__Required work__: Please quote the material exactly, every line of it.

(Data to process begins)

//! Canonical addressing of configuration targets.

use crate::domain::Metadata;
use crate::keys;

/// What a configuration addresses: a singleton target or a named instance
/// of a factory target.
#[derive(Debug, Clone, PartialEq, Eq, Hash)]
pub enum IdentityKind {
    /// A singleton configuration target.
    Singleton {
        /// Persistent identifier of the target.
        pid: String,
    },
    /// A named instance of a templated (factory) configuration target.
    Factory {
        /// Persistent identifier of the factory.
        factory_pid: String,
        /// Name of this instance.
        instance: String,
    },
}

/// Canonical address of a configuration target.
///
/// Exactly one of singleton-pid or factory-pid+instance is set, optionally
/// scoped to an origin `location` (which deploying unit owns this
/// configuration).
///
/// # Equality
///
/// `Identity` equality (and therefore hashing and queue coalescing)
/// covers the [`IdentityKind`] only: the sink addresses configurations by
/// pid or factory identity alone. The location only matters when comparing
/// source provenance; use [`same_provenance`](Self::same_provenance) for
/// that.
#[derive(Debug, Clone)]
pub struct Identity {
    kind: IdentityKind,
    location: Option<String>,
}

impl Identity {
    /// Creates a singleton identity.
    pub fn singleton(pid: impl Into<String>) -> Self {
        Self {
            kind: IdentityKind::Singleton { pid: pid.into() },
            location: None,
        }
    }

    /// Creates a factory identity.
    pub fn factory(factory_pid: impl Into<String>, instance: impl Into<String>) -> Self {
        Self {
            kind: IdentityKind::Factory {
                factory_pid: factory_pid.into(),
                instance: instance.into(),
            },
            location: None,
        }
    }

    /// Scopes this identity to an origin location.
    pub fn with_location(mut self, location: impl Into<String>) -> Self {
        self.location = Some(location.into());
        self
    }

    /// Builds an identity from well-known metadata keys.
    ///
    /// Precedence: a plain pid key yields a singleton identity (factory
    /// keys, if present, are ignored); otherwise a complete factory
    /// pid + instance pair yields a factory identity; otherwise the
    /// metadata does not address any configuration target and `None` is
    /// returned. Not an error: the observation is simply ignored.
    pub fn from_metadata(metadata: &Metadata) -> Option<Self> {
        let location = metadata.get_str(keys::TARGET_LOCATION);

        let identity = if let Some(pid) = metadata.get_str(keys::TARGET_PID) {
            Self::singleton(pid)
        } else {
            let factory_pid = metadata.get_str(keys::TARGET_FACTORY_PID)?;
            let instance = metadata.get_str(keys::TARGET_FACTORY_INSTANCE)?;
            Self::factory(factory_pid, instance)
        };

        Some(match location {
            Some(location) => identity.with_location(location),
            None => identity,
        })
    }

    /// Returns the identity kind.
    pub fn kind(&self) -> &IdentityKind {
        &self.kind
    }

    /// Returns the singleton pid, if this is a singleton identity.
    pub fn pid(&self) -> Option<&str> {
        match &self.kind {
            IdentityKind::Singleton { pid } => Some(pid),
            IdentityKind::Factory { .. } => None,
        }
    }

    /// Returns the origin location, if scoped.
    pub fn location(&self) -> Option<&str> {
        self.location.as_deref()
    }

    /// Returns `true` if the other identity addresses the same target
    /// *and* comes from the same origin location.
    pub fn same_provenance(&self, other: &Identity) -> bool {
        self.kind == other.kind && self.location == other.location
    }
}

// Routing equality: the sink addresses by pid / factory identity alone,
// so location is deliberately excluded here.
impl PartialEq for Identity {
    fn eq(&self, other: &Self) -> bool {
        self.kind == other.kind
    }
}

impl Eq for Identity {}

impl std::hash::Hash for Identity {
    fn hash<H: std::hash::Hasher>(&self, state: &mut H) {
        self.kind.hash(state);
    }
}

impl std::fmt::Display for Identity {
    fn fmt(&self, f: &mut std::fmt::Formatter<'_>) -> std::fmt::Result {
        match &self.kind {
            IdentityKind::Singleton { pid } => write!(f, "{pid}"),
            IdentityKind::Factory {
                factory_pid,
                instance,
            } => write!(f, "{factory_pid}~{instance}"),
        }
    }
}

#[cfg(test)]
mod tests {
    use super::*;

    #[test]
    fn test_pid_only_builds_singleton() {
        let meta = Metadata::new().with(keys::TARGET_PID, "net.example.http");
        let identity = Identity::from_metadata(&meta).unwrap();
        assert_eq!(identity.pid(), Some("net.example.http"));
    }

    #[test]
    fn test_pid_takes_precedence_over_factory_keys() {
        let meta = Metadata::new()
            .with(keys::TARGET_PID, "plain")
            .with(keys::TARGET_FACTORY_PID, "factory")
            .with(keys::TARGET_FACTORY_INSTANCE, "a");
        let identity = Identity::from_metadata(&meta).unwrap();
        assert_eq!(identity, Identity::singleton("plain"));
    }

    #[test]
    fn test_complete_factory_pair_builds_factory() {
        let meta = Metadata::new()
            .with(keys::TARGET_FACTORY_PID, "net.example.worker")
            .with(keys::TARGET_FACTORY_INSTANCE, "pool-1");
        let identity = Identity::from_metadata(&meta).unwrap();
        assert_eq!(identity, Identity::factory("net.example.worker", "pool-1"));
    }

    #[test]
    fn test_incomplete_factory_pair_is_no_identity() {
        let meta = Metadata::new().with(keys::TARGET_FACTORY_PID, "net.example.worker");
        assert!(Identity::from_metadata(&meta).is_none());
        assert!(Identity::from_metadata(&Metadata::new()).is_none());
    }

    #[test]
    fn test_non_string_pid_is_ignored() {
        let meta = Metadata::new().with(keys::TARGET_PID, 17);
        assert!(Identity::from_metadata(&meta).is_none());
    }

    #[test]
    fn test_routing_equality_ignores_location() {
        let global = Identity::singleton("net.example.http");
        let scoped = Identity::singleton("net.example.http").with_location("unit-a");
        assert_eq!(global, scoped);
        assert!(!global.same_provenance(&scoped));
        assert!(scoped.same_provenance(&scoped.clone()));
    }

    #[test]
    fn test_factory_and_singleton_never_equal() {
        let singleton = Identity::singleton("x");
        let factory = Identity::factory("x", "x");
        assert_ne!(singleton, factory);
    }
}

(Data to process ends)

__Result__:
//! Canonical addressing of configuration targets.

use crate::domain::Metadata;
use crate::keys;

/// What a configuration addresses: a singleton target or a named instance
/// of a factory target.
#[derive(Debug, Clone, PartialEq, Eq, Hash)]
pub enum IdentityKind {
    /// A singleton configuration target.
    Singleton {
        /// Persistent identifier of the target.
        pid: String,
    },
    /// A named instance of a templated (factory) configuration target.
    Factory {
        /// Persistent identifier of the factory.
        factory_pid: String,
        /// Name of this instance.
        instance: String,
    },
}

/// Canonical address of a configuration target.
///
/// Exactly one of singleton-pid or factory-pid+instance is set, optionally
/// scoped to an origin `location` (which deploying unit owns this
/// configuration).
///
/// # Equality
///
/// `Identity` equality (and therefore hashing and queue coalescing)
/// covers the [`IdentityKind`] only: the sink addresses configurations by
/// pid or factory identity alone. The location only matters when comparing
/// source provenance; use [`same_provenance`](Self::same_provenance) for
/// that.
#[derive(Debug, Clone)]
pub struct Identity {
    kind: IdentityKind,
    location: Option<String>,
}

impl Identity {
    /// Creates a singleton identity.
    pub fn singleton(pid: impl Into<String>) -> Self {
        Self {
            kind: IdentityKind::Singleton { pid: pid.into() },
            location: None,
        }
    }

    /// Creates a factory identity.
    pub fn factory(factory_pid: impl Into<String>, instance: impl Into<String>) -> Self {
        Self {
            kind: IdentityKind::Factory {
                factory_pid: factory_pid.into(),
                instance: instance.into(),
            },
            location: None,
        }
    }

    /// Scopes this identity to an origin location.
    pub fn with_location(mut self, location: impl Into<String>) -> Self {
        self.location = Some(location.into());
        self
    }

    /// Builds an identity from well-known metadata keys.
    ///
    /// Precedence: a plain pid key yields a singleton identity (factory
    /// keys, if present, are ignored); otherwise a complete factory
    /// pid + instance pair yields a factory identity; otherwise the
    /// metadata does not address any configuration target and `None` is
    /// returned. Not an error: the observation is simply ignored.
    pub fn from_metadata(metadata: &Metadata) -> Option<Self> {
        let location = metadata.get_str(keys::TARGET_LOCATION);

        let identity = if let Some(pid) = metadata.get_str(keys::TARGET_PID) {
            Self::singleton(pid)
        } else {
            let factory_pid = metadata.get_str(keys::TARGET_FACTORY_PID)?;
            let instance = metadata.get_str(keys::TARGET_FACTORY_INSTANCE)?;
            Self::factory(factory_pid, instance)
        };

        Some(match location {
            Some(location) => identity.with_location(location),
            None => identity,
        })
    }

    /// Returns the identity kind.
    pub fn kind(&self) -> &IdentityKind {
        &self.kind
    }

    /// Returns the singleton pid, if this is a singleton identity.
    pub fn pid(&self) -> Option<&str> {
        match &self.kind {
            IdentityKind::Singleton { pid } => Some(pid),
            IdentityKind::Factory { .. } => None,
        }
    }

    /// Returns the origin location, if scoped.
    pub fn location(&self) -> Option<&str> {
        self.location.as_deref()
    }

    /// Returns `true` if the other identity addresses the same target
    /// *and* comes from the same origin location.
    pub fn same_provenance(&self, other: &Identity) -> bool {
        self.kind == other.kind && self.location == other.location
    }
}

// Routing equality: the sink addresses by pid / factory identity alone,
// so location is deliberately excluded here.
impl PartialEq for Identity {
    fn eq(&self, other: &Self) -> bool {
        self.kind == other.kind
    }
}

impl Eq for Identity {}

impl std::hash::Hash for Identity {
    fn hash<H: std::hash::Hasher>(&self, state: &mut H) {
        self.kind.hash(state);
    }
}

impl std::fmt::Display for Identity {
    fn fmt(&self, f: &mut std::fmt::Formatter<'_>) -> std::fmt::Result {
        match &self.kind {
            IdentityKind::Singleton { pid } => write!(f, "{pid}"),
            IdentityKind::Factory {
                factory_pid,
                instance,
            } => write!(f, "{factory_pid}~{instance}"),
        }
    }
}

#[cfg(test)]
mod tests {
    use super::*;

    #[test]
    fn test_pid_only_builds_singleton() {
        let meta = Metadata::new().with(keys::TARGET_PID, "net.example.http");
        let identity = Identity::from_metadata(&meta).unwrap();
        assert_eq!(identity.pid(), Some("net.example.http"));
    }

    #[test]
    fn test_pid_takes_precedence_over_factory_keys() {
        let meta = Metadata::new()
            .with(keys::TARGET_PID, "plain")
            .with(keys::TARGET_FACTORY_PID, "factory")
            .with(keys::TARGET_FACTORY_INSTANCE, "a");
        let identity = Identity::from_metadata(&meta).unwrap();
        assert_eq!(identity, Identity::singleton("plain"));
    }

    #[test]
    fn test_complete_factory_pair_builds_factory() {
        let meta = Metadata::new()
            .with(keys::TARGET_FACTORY_PID, "net.example.worker")
            .with(keys::TARGET_FACTORY_INSTANCE, "pool-1");
        let identity = Identity::from_metadata(&meta).unwrap();
        assert_eq!(identity, Identity::factory("net.example.worker", "pool-1"));
    }

    #[test]
    fn test_incomplete_factory_pair_is_no_identity() {
        let meta = Metadata::new().with(keys::TARGET_FACTORY_PID, "net.example.worker");
        assert!(Identity::from_metadata(&meta).is_none());
        assert!(Identity::from_metadata(&Metadata::new()).is_none());
    }

    #[test]
    fn test_non_string_pid_is_ignored() {
        let meta = Metadata::new().with(keys::TARGET_PID, 17);
        assert!(Identity::from_metadata(&meta).is_none());
    }

    #[test]
    fn test_routing_equality_ignores_location() {
        let global = Identity::singleton("net.example.http");
        let scoped = Identity::singleton("net.example.http").with_location("unit-a");
        assert_eq!(global, scoped);
        assert!(!global.same_provenance(&scoped));
        assert!(scoped.same_provenance(&scoped.clone()));
    }

    #[test]
    fn test_factory_and_singleton_never_equal() {
        let singleton = Identity::singleton("x");
        let factory = Identity::factory("x", "x");
        assert_ne!(singleton, factory);
    }
}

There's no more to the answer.